Material shown:
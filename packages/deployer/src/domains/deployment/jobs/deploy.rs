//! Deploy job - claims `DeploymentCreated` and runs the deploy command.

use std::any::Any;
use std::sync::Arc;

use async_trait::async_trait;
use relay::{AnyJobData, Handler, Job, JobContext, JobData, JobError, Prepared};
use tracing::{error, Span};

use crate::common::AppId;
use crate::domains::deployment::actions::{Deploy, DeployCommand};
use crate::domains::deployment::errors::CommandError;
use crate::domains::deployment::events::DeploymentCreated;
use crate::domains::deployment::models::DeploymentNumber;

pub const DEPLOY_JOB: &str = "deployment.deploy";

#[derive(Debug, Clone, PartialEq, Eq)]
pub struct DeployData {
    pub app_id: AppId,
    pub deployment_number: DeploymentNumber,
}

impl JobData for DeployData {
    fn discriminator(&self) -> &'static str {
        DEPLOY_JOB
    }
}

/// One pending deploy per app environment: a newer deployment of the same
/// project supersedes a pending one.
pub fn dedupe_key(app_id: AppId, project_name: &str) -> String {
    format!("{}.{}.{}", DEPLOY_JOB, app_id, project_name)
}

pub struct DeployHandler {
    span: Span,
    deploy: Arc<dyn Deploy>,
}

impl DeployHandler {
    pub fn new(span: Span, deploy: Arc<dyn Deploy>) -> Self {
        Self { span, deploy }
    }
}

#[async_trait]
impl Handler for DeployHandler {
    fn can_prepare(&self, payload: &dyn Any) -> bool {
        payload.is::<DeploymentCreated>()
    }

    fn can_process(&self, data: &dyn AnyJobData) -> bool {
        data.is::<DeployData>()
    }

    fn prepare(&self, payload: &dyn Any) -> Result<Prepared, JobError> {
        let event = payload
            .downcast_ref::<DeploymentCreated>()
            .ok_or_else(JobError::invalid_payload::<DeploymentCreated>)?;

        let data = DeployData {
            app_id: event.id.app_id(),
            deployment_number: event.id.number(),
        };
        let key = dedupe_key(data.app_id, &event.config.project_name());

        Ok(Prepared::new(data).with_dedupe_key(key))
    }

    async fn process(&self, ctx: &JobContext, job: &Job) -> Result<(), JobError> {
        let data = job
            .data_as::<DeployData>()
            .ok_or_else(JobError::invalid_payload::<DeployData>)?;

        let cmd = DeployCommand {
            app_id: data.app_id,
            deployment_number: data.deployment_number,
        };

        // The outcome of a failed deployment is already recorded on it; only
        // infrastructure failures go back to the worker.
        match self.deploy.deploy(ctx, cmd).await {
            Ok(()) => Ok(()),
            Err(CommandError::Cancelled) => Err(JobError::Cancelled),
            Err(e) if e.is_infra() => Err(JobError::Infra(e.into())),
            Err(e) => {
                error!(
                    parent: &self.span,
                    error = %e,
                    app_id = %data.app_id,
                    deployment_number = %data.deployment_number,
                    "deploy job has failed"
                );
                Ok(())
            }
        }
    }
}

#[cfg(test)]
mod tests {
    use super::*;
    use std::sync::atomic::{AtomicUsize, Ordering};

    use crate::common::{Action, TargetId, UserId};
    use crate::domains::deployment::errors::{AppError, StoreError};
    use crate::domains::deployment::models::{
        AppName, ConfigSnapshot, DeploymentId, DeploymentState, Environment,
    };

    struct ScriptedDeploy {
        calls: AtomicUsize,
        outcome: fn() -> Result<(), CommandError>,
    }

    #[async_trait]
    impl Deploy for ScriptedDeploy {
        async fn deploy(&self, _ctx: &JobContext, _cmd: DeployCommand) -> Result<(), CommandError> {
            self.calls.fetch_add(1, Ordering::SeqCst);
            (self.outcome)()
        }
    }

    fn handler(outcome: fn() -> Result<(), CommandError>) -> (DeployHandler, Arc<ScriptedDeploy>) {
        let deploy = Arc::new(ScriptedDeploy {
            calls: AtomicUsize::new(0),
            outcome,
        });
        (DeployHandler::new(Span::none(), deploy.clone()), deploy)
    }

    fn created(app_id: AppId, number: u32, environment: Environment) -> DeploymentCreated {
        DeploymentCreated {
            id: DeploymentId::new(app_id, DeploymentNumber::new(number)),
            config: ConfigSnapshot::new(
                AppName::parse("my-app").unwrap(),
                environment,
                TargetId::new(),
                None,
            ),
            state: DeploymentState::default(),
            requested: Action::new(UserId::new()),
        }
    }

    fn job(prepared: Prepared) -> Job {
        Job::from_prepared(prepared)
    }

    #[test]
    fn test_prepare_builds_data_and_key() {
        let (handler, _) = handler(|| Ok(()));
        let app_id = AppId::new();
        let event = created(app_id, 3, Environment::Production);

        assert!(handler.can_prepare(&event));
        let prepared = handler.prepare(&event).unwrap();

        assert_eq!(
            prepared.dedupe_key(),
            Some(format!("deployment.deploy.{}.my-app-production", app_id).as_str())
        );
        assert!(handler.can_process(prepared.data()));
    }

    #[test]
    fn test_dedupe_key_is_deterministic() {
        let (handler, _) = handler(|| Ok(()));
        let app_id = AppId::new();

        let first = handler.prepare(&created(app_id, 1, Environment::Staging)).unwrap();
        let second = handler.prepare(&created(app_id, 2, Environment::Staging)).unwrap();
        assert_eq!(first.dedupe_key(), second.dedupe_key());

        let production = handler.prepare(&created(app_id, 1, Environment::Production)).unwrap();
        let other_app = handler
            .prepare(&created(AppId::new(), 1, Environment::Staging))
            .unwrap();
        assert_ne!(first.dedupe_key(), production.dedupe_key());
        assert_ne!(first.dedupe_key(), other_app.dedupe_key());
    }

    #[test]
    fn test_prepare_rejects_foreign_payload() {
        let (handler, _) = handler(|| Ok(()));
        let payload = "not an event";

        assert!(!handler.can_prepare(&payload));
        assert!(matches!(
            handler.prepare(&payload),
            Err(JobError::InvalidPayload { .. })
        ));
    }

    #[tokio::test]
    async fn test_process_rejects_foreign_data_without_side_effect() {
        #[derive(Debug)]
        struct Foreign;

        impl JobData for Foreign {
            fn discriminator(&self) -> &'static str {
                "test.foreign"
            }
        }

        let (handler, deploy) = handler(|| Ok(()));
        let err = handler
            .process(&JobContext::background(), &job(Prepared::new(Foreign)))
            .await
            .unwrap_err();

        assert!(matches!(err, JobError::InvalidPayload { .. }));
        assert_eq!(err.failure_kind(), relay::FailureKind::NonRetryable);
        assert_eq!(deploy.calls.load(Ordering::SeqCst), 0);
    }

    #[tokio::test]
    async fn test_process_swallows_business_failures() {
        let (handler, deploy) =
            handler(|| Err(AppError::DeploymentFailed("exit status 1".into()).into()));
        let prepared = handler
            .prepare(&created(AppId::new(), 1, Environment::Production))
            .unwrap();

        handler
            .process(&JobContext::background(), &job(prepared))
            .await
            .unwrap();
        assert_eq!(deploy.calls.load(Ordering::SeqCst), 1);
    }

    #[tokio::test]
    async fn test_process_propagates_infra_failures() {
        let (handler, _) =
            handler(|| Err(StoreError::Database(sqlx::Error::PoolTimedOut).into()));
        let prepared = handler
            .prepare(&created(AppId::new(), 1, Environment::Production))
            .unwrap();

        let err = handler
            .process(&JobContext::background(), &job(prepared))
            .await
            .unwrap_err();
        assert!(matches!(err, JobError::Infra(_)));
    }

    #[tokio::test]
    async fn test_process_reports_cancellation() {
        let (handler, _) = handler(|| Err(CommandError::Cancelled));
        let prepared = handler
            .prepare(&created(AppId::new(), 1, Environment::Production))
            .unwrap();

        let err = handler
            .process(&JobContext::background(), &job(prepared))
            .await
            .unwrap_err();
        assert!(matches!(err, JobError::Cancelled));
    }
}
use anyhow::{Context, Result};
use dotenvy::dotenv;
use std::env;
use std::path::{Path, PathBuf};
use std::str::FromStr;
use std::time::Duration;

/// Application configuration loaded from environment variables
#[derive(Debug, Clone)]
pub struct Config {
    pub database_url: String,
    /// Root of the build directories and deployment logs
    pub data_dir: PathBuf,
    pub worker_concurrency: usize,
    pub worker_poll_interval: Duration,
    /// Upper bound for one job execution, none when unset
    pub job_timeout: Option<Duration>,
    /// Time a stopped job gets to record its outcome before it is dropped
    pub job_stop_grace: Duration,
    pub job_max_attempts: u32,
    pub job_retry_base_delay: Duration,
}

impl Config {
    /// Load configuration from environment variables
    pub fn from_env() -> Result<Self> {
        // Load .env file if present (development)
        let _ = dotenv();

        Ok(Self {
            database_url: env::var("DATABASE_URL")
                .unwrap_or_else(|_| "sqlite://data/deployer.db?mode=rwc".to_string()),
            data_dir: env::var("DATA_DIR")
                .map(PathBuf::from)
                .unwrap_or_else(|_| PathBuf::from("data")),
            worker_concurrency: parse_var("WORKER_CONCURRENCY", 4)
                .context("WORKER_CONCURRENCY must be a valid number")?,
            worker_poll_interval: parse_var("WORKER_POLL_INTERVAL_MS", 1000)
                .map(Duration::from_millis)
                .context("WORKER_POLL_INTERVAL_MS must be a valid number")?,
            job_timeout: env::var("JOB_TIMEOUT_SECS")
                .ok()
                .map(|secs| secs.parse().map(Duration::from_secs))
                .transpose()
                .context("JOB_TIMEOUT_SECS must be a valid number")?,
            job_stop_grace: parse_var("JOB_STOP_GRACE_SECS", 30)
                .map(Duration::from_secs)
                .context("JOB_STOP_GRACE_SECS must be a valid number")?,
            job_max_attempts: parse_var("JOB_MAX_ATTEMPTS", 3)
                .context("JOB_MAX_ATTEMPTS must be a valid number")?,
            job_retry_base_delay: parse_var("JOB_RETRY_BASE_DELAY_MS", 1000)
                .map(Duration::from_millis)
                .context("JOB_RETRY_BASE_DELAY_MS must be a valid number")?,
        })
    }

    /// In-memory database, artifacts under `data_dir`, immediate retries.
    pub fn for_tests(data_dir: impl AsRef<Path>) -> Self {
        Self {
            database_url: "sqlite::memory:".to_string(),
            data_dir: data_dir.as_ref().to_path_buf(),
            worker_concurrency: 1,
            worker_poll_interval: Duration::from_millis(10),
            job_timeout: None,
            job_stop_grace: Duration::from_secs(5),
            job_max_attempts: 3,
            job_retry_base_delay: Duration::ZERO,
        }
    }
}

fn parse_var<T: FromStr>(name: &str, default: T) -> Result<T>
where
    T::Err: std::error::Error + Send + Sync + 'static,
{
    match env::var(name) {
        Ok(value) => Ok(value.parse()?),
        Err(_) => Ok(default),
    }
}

Task to carry out:
Every line of the listing that includes the word "PathBuf" belongs in the answer.

Answer to this problem:
use std::path::{Path, PathBuf};
    pub data_dir: PathBuf,
                .map(PathBuf::from)
                .unwrap_or_else(|_| PathBuf::from("data")),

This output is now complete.